▶ **Input material**:
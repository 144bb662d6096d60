pub mod demo;
pub mod path;
pub mod run;
pub mod show;

use std::path::Path;

use rw_simulation::{SimConfig, SimSnapshot, Simulation};

/// Read and parse a snapshot file.
fn load_snapshot(file: &Path) -> Result<SimSnapshot, String> {
    let json = std::fs::read_to_string(file)
        .map_err(|e| format!("cannot read {}: {e}", file.display()))?;
    SimSnapshot::from_json(&json).map_err(|e| format!("{}: {e}", file.display()))
}

/// Load a snapshot and rebuild the simulation with its own seed.
fn load_simulation(file: &Path) -> Result<Simulation, String> {
    let snapshot = load_snapshot(file)?;
    let config = SimConfig::default().with_seed(snapshot.seed);
    Simulation::from_snapshot(snapshot, config).map_err(|e| format!("{}: {e}", file.display()))
}

fn write_snapshot(sim: &Simulation, file: &Path) -> Result<(), String> {
    let json = sim
        .snapshot()
        .and_then(|s| s.to_json())
        .map_err(|e| format!("cannot save snapshot: {e}"))?;
    std::fs::write(file, json).map_err(|e| format!("cannot write {}: {e}", file.display()))
}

▶ **About this exercise**:
In the entries above, please find the line with "pub mod demo;" and the line with "its own seed.", then write out exactly those two lines and every line between them, and nothing more.

▶ **Task solution**:
pub mod demo;
pub mod path;
pub mod run;
pub mod show;

use std::path::Path;

use rw_simulation::{SimConfig, SimSnapshot, Simulation};

/// Read and parse a snapshot file.
fn load_snapshot(file: &Path) -> Result<SimSnapshot, String> {
    let json = std::fs::read_to_string(file)
        .map_err(|e| format!("cannot read {}: {e}", file.display()))?;
    SimSnapshot::from_json(&json).map_err(|e| format!("{}: {e}", file.display()))
}

/// Load a snapshot and rebuild the simulation with its own seed.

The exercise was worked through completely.